WORK INSTRUCTIONS
Every line below from the one containing "use async_trait::async_trait;" through the one containing "Writes are durable" must be transcribed exactly. Omit all lines outside that stretch.

THE INPUT
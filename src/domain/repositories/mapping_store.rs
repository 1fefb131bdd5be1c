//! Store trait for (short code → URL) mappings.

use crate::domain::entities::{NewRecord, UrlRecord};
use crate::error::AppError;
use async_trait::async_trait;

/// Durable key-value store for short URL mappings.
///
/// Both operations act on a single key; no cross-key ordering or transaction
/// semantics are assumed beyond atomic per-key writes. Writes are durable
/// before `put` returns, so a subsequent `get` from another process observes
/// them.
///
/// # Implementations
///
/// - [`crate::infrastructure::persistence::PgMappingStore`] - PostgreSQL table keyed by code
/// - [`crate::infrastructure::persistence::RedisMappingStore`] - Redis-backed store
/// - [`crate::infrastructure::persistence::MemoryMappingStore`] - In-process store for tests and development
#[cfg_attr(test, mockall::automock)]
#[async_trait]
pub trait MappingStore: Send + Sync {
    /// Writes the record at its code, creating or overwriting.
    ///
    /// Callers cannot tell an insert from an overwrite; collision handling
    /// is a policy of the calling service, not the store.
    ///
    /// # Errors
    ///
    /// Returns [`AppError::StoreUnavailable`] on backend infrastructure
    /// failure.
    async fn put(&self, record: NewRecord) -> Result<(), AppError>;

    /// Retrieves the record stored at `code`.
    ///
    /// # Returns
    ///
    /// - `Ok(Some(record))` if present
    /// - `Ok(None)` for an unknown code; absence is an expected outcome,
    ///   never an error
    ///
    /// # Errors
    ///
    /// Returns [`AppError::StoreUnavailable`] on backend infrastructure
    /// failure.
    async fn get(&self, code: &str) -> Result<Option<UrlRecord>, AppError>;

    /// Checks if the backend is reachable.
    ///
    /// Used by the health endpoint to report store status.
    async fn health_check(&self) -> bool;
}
==
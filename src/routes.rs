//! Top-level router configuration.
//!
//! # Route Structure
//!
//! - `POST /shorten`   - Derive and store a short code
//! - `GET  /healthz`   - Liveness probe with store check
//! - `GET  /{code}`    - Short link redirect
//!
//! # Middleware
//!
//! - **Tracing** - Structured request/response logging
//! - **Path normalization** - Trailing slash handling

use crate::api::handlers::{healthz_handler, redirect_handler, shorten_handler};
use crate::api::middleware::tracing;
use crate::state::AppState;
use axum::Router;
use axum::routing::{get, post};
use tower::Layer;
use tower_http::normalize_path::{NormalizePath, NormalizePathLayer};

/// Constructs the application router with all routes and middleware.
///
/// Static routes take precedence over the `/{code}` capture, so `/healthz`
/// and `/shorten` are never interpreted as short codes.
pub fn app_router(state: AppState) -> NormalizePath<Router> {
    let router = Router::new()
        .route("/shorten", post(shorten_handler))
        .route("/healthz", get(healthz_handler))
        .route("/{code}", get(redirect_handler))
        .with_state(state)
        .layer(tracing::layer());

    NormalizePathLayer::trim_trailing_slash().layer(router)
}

RESPONSE BOX
use async_trait::async_trait;

/// Durable key-value store for short URL mappings.
///
/// Both operations act on a single key; no cross-key ordering or transaction
/// semantics are assumed beyond atomic per-key writes. Writes are durable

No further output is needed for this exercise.